In the present study, we investigated how a 4 °C increase in soil temperature, 25 days throughfall exclusion during July/August, and a combination of both affected the soil CO2 efflux in a temperate mountain forest in the European Alps. The experimental 4 °C temperature increase is within the range of IPCC scenarios for this century and summer droughts are predicted to occur more frequently in the study region (IPCC, 2007; Loibl et al., 2007). We hypothesized that (1) soil warming increases soil respiration, (2) summer throughfall exclusion decreases soil respiration, followed by a peak in soil respiration during natural rewetting. Since we excluded throughfall for only 25 days, while soil was warmed throughout the whole growing season, we further hypothesized (3) that throughfall exclusion compensates only a part of the warming effects on soil respiration.

Materials and methods

Site description

The study site is located at 910 m a.s.l. on a north-northeast slope of a mountain in the Northern Limestone Alps, Achenkirch, Austria (47° 34′ 50″ N; 11° 38′ 21″ E). The site is characterized by a cool humid climate. Snow-free period was from April/May to November/December. Mean annual air temperature and precipitation were 5.7 °C and 1480 mm (1987–2007), respectively. The 125-year-old forest is dominated by Norway spruce (Picea abies), with interspersed European beech (Fagus sylvatica) and silver fir (Abies alba). Understory mainly consists of beech regeneration. The soils are a mosaic of shallow Chromic Cambisols and Rendzic Leptosols. The bedrock is formed of dolomite. Soils are characterized by high carbonate content and near neutral pH. Mull is the dominant humus form and the depths of the litter + O-layer reach from 0 to 5 cm. A-horizons show a strong, small-scale variability in thickness reaching from 10 to 40 cm. Root density is highest in the O-, and A-horizons and few roots were found down to a depth of 60 cm. Organic C stocks were estimated to be ∼10 t ha−1 in the organic layer and ∼120 t ha−1 in the mineral soil (Schindlbacher et al., 2010).
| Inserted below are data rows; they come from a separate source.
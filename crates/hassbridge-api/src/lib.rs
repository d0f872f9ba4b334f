// hassbridge-api: Async Rust client for the Home Assistant WebSocket and REST APIs

pub mod auth;
pub mod error;
pub mod gateway;
pub mod models;
pub mod rest;
pub mod transport;
pub mod websocket;

pub use auth::{Credentials, normalize_base_url};
pub use error::Error;
pub use gateway::{EntityCallback, HubConnection, HubGateway, Subscription};
pub use models::{
    AreaEntry, DeviceEntry, EntityDelivery, EntityDiff, EntityPatch, EntityRegistryEntry,
    EntityState, LIGHT_DOMAIN, ServiceCatalog, entity_domain,
};
pub use rest::{HistoryQuery, LogbookQuery, RestClient};
pub use transport::{TlsMode, TransportConfig};
pub use websocket::{WsConnection, WsGateway};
Experimental design and field measurements

In 2004, three experimental plots were randomly set on the site. The distance between individual plots was roughly 20 m ensuring similar slope and aspect of all plots. Each of the three plots consisted of a warmed, a disturbed-control, and a control subplot. At the disturbed-control plots, we buried a dummy cable to separate warming effects from initial disturbance effects following cable insertion. Subplots had a size of 2 × 2 m each. A 1 m wide buffer strip was kept between control and warmed subplots to avoid warming of control plot's soil. Soil warming started in 2005. For the current study, we added three additional plots in autumn 2007. The new plots consisted of warmed and control subplots (2 × 2 m) which were equipped with constructions for removable roofs (9 × 12 m, each). Each new (2007) plot was set 10 m aside a corresponding original (2005) plot. The 10 m buffer strip assured that roofs did not affect soil moisture in the rooting zone of trees in or near the original nonroofed plots. The new design allowed for comparing the following treatments:

  • control (start 2005)

  • warmed (+4 °C; start 2005)

  • throughfall exclusion (temporary roof; start 2008)

  • combined (warmed + temporary roof, start 2008)
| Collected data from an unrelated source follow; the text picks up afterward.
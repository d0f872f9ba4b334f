//! Agent-facing tool surface.
//!
//! Every tool takes a JSON object, validates it into a typed [`ToolCall`]
//! before anything touches the hub, and answers with JSON.

use std::collections::BTreeMap;
use std::str::FromStr;

use chrono::DateTime;
use serde::Deserialize;
use serde::de::DeserializeOwned;
use serde_json::{Map, Number, Value};
use strum::{Display, EnumIter, EnumMessage, EnumString, IntoStaticStr};
use thiserror::Error;

use hassbridge_core::{CoreError, HistoryQuery, HubClient, HubGateway, LogbookQuery};

// ── Tool table ───────────────────────────────────────────────────────

#[derive(
    Debug, Clone, Copy, PartialEq, Eq, Display, EnumString, EnumIter, EnumMessage, IntoStaticStr,
)]
pub enum Tool {
    #[strum(
        to_string = "ha_get_state",
        message = "Get the current state of a Home Assistant entity by entity_id."
    )]
    GetState,
    #[strum(
        to_string = "ha_list_states",
        message = "List all cached Home Assistant entity states."
    )]
    ListStates,
    #[strum(
        to_string = "ha_list_services",
        message = "List Home Assistant services and their fields."
    )]
    ListServices,
    #[strum(
        to_string = "ha_list_areas",
        message = "List Home Assistant areas from the area registry."
    )]
    ListAreas,
    #[strum(
        to_string = "ha_list_devices",
        message = "List Home Assistant devices from the device registry."
    )]
    ListDevices,
    #[strum(
        to_string = "ha_list_entity_registry",
        message = "List Home Assistant entity registry entries."
    )]
    ListEntityRegistry,
    #[strum(to_string = "ha_light_turn_on", message = "Turn on a light by entity_id.")]
    LightTurnOn,
    #[strum(to_string = "ha_light_turn_off", message = "Turn off a light by entity_id.")]
    LightTurnOff,
    #[strum(
        to_string = "ha_call_service",
        message = "Call a Home Assistant service (domain/service) with a data payload."
    )]
    CallService,
    #[strum(
        to_string = "ha_area_lights_on",
        message = "Turn on every light assigned to an area, optionally with brightness_pct and transition."
    )]
    AreaLightsOn,
    #[strum(
        to_string = "ha_area_lights_off",
        message = "Turn off every light assigned to an area, optionally with a transition."
    )]
    AreaLightsOff,
    #[strum(
        to_string = "ha_history",
        message = "State history over a period, optionally filtered by entity_ids."
    )]
    History,
    #[strum(
        to_string = "ha_logbook",
        message = "Logbook entries over a period, optionally for one entity_id."
    )]
    Logbook,
}

impl Tool {
    pub fn name(self) -> &'static str {
        self.into()
    }

    pub fn description(self) -> &'static str {
        self.get_message().unwrap_or_default()
    }
}

#[derive(Debug, Error)]
pub enum ToolError {
    #[error("invalid input for {tool}: {reason}")]
    InvalidInput { tool: String, reason: String },

    #[error("unknown tool: {name}")]
    UnknownTool { name: String },

    #[error(transparent)]
    Hub(#[from] CoreError),
}

// ── Inputs ───────────────────────────────────────────────────────────

#[derive(Debug, Deserialize)]
struct EntityInput {
    entity_id: String,
}

#[derive(Debug, Deserialize)]
struct CallServiceInput {
    domain: String,
    service: String,
    #[serde(default)]
    data: Map<String, Value>,
}

#[derive(Debug, Deserialize)]
struct AreaOnInput {
    area_id: String,
    brightness_pct: Option<i64>,
    transition: Option<Number>,
}

#[derive(Debug, Deserialize)]
struct AreaOffInput {
    area_id: String,
    transition: Option<Number>,
}

#[derive(Debug, Default, Deserialize)]
#[serde(default)]
struct HistoryInput {
    since: Option<String>,
    end_time: Option<String>,
    entity_ids: Vec<String>,
    minimal_response: bool,
    no_attributes: bool,
    significant_changes_only: bool,
}

#[derive(Debug, Default, Deserialize)]
#[serde(default)]
struct LogbookInput {
    since: Option<String>,
    end_time: Option<String>,
    entity_id: Option<String>,
}

/// A validated tool invocation.
#[derive(Debug, Clone, PartialEq)]
pub enum ToolCall {
    GetState {
        entity_id: String,
    },
    ListStates,
    ListServices,
    ListAreas,
    ListDevices,
    ListEntityRegistry,
    LightTurnOn {
        entity_id: String,
    },
    LightTurnOff {
        entity_id: String,
    },
    CallService {
        domain: String,
        service: String,
        data: Map<String, Value>,
    },
    AreaLightsOn {
        area_id: String,
        brightness_pct: Option<u8>,
        transition: Option<Number>,
    },
    AreaLightsOff {
        area_id: String,
        transition: Option<Number>,
    },
    History(HistoryQuery),
    Logbook(LogbookQuery),
}

impl ToolCall {
    /// Resolve `name` and validate `raw` into a typed call. `null` input
    /// is treated as an empty object.
    pub fn validate(name: &str, raw: Value) -> Result<Self, ToolError> {
        let tool = Tool::from_str(name).map_err(|_| ToolError::UnknownTool { name: name.into() })?;
        let raw = match raw {
            Value::Null => Value::Object(Map::new()),
            obj @ Value::Object(_) => obj,
            other => {
                return Err(invalid(
                    tool,
                    format!("expected a JSON object, got {}", json_kind(&other)),
                ));
            }
        };
        let check = Checker { tool };

        Ok(match tool {
            Tool::GetState => {
                let input: EntityInput = check.parse(raw)?;
                Self::GetState {
                    entity_id: check.non_empty("entity_id", input.entity_id)?,
                }
            }
            Tool::ListStates => Self::ListStates,
            Tool::ListServices => Self::ListServices,
            Tool::ListAreas => Self::ListAreas,
            Tool::ListDevices => Self::ListDevices,
            Tool::ListEntityRegistry => Self::ListEntityRegistry,
            Tool::LightTurnOn => {
                let input: EntityInput = check.parse(raw)?;
                Self::LightTurnOn {
                    entity_id: check.non_empty("entity_id", input.entity_id)?,
                }
            }
            Tool::LightTurnOff => {
                let input: EntityInput = check.parse(raw)?;
                Self::LightTurnOff {
                    entity_id: check.non_empty("entity_id", input.entity_id)?,
                }
            }
            Tool::CallService => {
                let input: CallServiceInput = check.parse(raw)?;
                Self::CallService {
                    domain: check.non_empty("domain", input.domain)?,
                    service: check.non_empty("service", input.service)?,
                    data: input.data,
                }
            }
            Tool::AreaLightsOn => {
                let input: AreaOnInput = check.parse(raw)?;
                Self::AreaLightsOn {
                    area_id: check.non_empty("area_id", input.area_id)?,
                    brightness_pct: input
                        .brightness_pct
                        .map(|pct| check.brightness(pct))
                        .transpose()?,
                    transition: check.transition(input.transition)?,
                }
            }
            Tool::AreaLightsOff => {
                let input: AreaOffInput = check.parse(raw)?;
                Self::AreaLightsOff {
                    area_id: check.non_empty("area_id", input.area_id)?,
                    transition: check.transition(input.transition)?,
                }
            }
            Tool::History => {
                let input: HistoryInput = check.parse(raw)?;
                let entity_ids = input
                    .entity_ids
                    .into_iter()
                    .map(|id| check.non_empty("entity_ids[]", id))
                    .collect::<Result<Vec<_>, _>>()?;
                Self::History(HistoryQuery {
                    since: check.timestamp("since", input.since)?,
                    end_time: check.timestamp("end_time", input.end_time)?,
                    entity_ids,
                    minimal_response: input.minimal_response,
                    no_attributes: input.no_attributes,
                    significant_changes_only: input.significant_changes_only,
                })
            }
            Tool::Logbook => {
                let input: LogbookInput = check.parse(raw)?;
                Self::Logbook(LogbookQuery {
                    since: check.timestamp("since", input.since)?,
                    end_time: check.timestamp("end_time", input.end_time)?,
                    entity_id: input
                        .entity_id
                        .map(|id| check.non_empty("entity_id", id))
                        .transpose()?,
                })
            }
        })
    }
}

struct Checker {
    tool: Tool,
}

impl Checker {
    fn parse<T: DeserializeOwned>(&self, raw: Value) -> Result<T, ToolError> {
        serde_json::from_value(raw).map_err(|e| invalid(self.tool, e.to_string()))
    }

    fn non_empty(&self, field: &str, value: String) -> Result<String, ToolError> {
        if value.trim().is_empty() {
            Err(invalid(self.tool, format!("{field} must not be empty")))
        } else {
            Ok(value)
        }
    }

    fn brightness(&self, pct: i64) -> Result<u8, ToolError> {
        u8::try_from(pct)
            .ok()
            .filter(|pct| *pct <= 100)
            .ok_or_else(|| {
                invalid(
                    self.tool,
                    format!("brightness_pct must be between 0 and 100, got {pct}"),
                )
            })
    }

    fn transition(&self, secs: Option<Number>) -> Result<Option<Number>, ToolError> {
        match secs {
            Some(s) if !s.as_f64().is_some_and(|v| v >= 0.0) => Err(invalid(
                self.tool,
                format!("transition must be a non-negative number, got {s}"),
            )),
            other => Ok(other),
        }
    }

    fn timestamp(&self, field: &str, value: Option<String>) -> Result<Option<String>, ToolError> {
        match value {
            Some(ts) => match DateTime::parse_from_rfc3339(&ts) {
                Ok(_) => Ok(Some(ts)),
                Err(e) => Err(invalid(
                    self.tool,
                    format!("{field} must be an RFC 3339 timestamp: {e}"),
                )),
            },
            None => Ok(None),
        }
    }
}

fn invalid(tool: Tool, reason: String) -> ToolError {
    ToolError::InvalidInput {
        tool: tool.name().into(),
        reason,
    }
}

fn json_kind(value: &Value) -> &'static str {
    match value {
        Value::Null => "null",
        Value::Bool(_) => "a boolean",
        Value::Number(_) => "a number",
        Value::String(_) => "a string",
        Value::Array(_) => "an array",
        Value::Object(_) => "an object",
    }
}

// ── Dispatch ─────────────────────────────────────────────────────────

/// Run a validated call against the hub.
pub async fn dispatch<G: HubGateway>(
    client: &HubClient<G>,
    call: ToolCall,
) -> Result<Value, ToolError> {
    tracing::debug!(?call, "dispatching tool call");
    match call {
        ToolCall::GetState { entity_id } => {
            let state = client.get_state(&entity_id).await?;
            to_json(&state)
        }
        ToolCall::ListStates => {
            let states = client.list_states().await?;
            let ordered: BTreeMap<_, _> = states.iter().collect();
            to_json(&ordered)
        }
        ToolCall::ListServices => to_json(&client.list_services().await?),
        ToolCall::ListAreas => to_json(&client.list_areas().await?),
        ToolCall::ListDevices => to_json(&client.list_devices().await?),
        ToolCall::ListEntityRegistry => to_json(&client.list_entity_registry().await?),
        ToolCall::LightTurnOn { entity_id } => to_json(&client.turn_on_light(&entity_id).await?),
        ToolCall::LightTurnOff { entity_id } => {
            to_json(&client.turn_off_light(&entity_id).await?)
        }
        ToolCall::CallService {
            domain,
            service,
            data,
        } => to_json(&client.call_service(&domain, &service, data).await?),
        ToolCall::AreaLightsOn {
            area_id,
            brightness_pct,
            transition,
        } => to_json(
            &client
                .turn_on_area_lights(&area_id, brightness_pct, transition)
                .await?,
        ),
        ToolCall::AreaLightsOff {
            area_id,
            transition,
        } => to_json(&client.turn_off_area_lights(&area_id, transition).await?),
        ToolCall::History(query) => Ok(client.history(&query).await?),
        ToolCall::Logbook(query) => Ok(client.logbook(&query).await?),
    }
}

fn to_json<T: serde::Serialize + ?Sized>(value: &T) -> Result<Value, ToolError> {
    serde_json::to_value(value)
        .map_err(|e| ToolError::Hub(CoreError::Internal(format!("result encoding failed: {e}"))))
}
//! `tools list` and `tools call`.

use serde::Serialize;
use serde_json::Value;
use strum::IntoEnumIterator;
use tabled::Tabled;

use hassbridge_core::{HubClient, HubGateway};

use crate::error::CliError;
use crate::output::{self, Printer};
use crate::tools::{self, Tool, ToolCall};

#[derive(Serialize)]
struct ToolInfo {
    name: &'static str,
    description: &'static str,
}

#[derive(Tabled)]
struct ToolRow {
    #[tabled(rename = "Tool")]
    name: &'static str,
    #[tabled(rename = "Description")]
    description: &'static str,
}

pub fn list(out: Printer) {
    let tools: Vec<ToolInfo> = Tool::iter()
        .map(|t| ToolInfo {
            name: t.name(),
            description: t.description(),
        })
        .collect();
    out.print(&output::render_list(
        out.format,
        &tools,
        |t| ToolRow {
            name: t.name,
            description: t.description,
        },
        |t| t.name.to_string(),
    ));
}

/// Parse `--input` and validate it for `name`. Runs before any connection.
pub fn prepare(name: &str, input: Option<&str>) -> Result<ToolCall, CliError> {
    let raw = match input {
        Some(text) => serde_json::from_str(text)?,
        None => Value::Null,
    };
    Ok(ToolCall::validate(name, raw)?)
}

pub async fn call<G: HubGateway>(
    client: &HubClient<G>,
    call: ToolCall,
    out: Printer,
) -> Result<(), CliError> {
    let result = tools::dispatch(client, call).await?;
    out.print(&output::render_value(out.format, &result));
    Ok(())
}
// ── Runtime connection configuration ──
//
// These types describe how to reach one Home Assistant hub. They carry
// the access token and connection tuning, but never touch disk: the CLI
// (via hassbridge-config) builds a `BridgeConfig` and hands it in.

use std::path::PathBuf;
use std::time::Duration;

use hassbridge_api::{Credentials, TlsMode, TransportConfig};
use secrecy::{ExposeSecret, SecretString};

use crate::error::CoreError;

/// TLS verification strategy.
#[derive(Debug, Clone, Default, PartialEq, Eq)]
pub enum TlsVerification {
    /// System CA store (strict).
    #[default]
    SystemDefaults,
    /// Custom CA certificate file.
    CustomCa(PathBuf),
    /// Skip verification (self-signed hubs).
    DangerAcceptInvalid,
}

impl From<&TlsVerification> for TlsMode {
    fn from(tls: &TlsVerification) -> Self {
        match tls {
            TlsVerification::SystemDefaults => TlsMode::System,
            TlsVerification::CustomCa(path) => TlsMode::CustomCa(path.clone()),
            TlsVerification::DangerAcceptInvalid => TlsMode::DangerAcceptInvalid,
        }
    }
}

/// Configuration for one hub.
#[derive(Debug, Clone)]
pub struct BridgeConfig {
    /// Hub address: a full URL or a bare `host:port`.
    pub url: String,
    /// Long-lived access token.
    pub token: SecretString,
    pub tls: TlsVerification,
    /// Upper bound on every hub round trip, including connect + auth.
    pub timeout: Duration,
    /// Fetch a full state snapshot before subscribing.
    pub prime_states: bool,
}

impl BridgeConfig {
    pub fn new(url: impl Into<String>, token: SecretString) -> Self {
        Self {
            url: url.into(),
            token,
            tls: TlsVerification::default(),
            timeout: Duration::from_secs(30),
            prime_states: true,
        }
    }

    /// Reject configurations that can never connect.
    pub fn validate(&self) -> Result<(), CoreError> {
        if self.url.trim().is_empty() {
            return Err(CoreError::Config {
                message: "Home Assistant URL is empty".into(),
            });
        }
        if self.token.expose_secret().trim().is_empty() {
            return Err(CoreError::Config {
                message: "access token is empty".into(),
            });
        }
        if self.timeout.is_zero() {
            return Err(CoreError::Config {
                message: "timeout must be greater than zero".into(),
            });
        }
        Ok(())
    }

    pub(crate) fn credentials(&self) -> Result<Credentials, CoreError> {
        Ok(Credentials::long_lived(&self.url, self.token.clone())?)
    }

    pub(crate) fn transport(&self) -> TransportConfig {
        TransportConfig {
            tls: TlsMode::from(&self.tls),
            timeout: self.timeout,
        }
    }
}

#[cfg(test)]
mod tests {
    use super::*;

    fn token(raw: &str) -> SecretString {
        SecretString::from(raw.to_string())
    }

    #[test]
    fn defaults() {
        let config = BridgeConfig::new("homeassistant.local:8123", token("tok"));
        assert!(config.prime_states);
        assert_eq!(config.timeout, Duration::from_secs(30));
        assert_eq!(config.tls, TlsVerification::SystemDefaults);
        assert!(config.validate().is_ok());
    }

    #[test]
    fn empty_url_or_token_is_rejected() {
        let err = BridgeConfig::new(" ", token("tok")).validate().unwrap_err();
        assert!(matches!(err, CoreError::Config { ref message } if message.contains("URL")));

        let err = BridgeConfig::new("ha.local", token("")).validate().unwrap_err();
        assert!(matches!(err, CoreError::Config { ref message } if message.contains("token")));
    }

    #[test]
    fn tls_maps_to_transport_mode() {
        let mut config = BridgeConfig::new("ha.local", token("tok"));
        config.tls = TlsVerification::DangerAcceptInvalid;
        assert!(matches!(config.transport().tls, TlsMode::DangerAcceptInvalid));
    }
}
//! GET / - list local mirrors.

use std::sync::Arc;

use axum::{extract::State, response::Html, routing::get, Router};

use crate::error::Result;
use crate::routes::{blocking, render, AppState};

pub fn routes(state: AppState) -> Router {
    Router::new().route("/", get(home)).with_state(state)
}

async fn home(State(state): State<AppState>) -> Result<Html<String>> {
    let store = Arc::clone(&state.store);
    let repositories = blocking(move || store.list()).await?;
    Ok(Html(render::home(&state.user, &repositories)))
}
Direct comparison of warmed and more recently established combined plots was feasible because CO2 efflux from both treatments showed similar temperature sensitivity. Warmed and combined subplots were equipped with resistance heating cables (0.4 cm diameter, TECUTE – 0.18 Ohm m−1 UV−1, Etherma, Salzburg). The cables were buried in 3 cm deep slots and had a spacing of 7–8 cm. The fully automatic warming system was controlled by a datalogger (Campbell CR 10; Campbell Scientific, Inc., North Logan, UT, USA). The soil temperature of each warmed subplot was kept 4 °C above that of the adjacent control subplot during the snow-free seasons. Soil warming during winter would have melted all snow and thereby led to unrealistic temperature and moisture conditions during winter and springtime. Temperature sensors (PT100; EMS, Brno, Czech Republic), which were used to control the warming system, were placed in the mineral soil at a depth of 5 cm half-way between two cable lines on the warmed subplots and randomly at 5 cm mineral soil depth on the control subplots. Soil warming started on May 5 in 2008, May 19 in 2009, and April 13 in 2010 and continued at least until the end of November.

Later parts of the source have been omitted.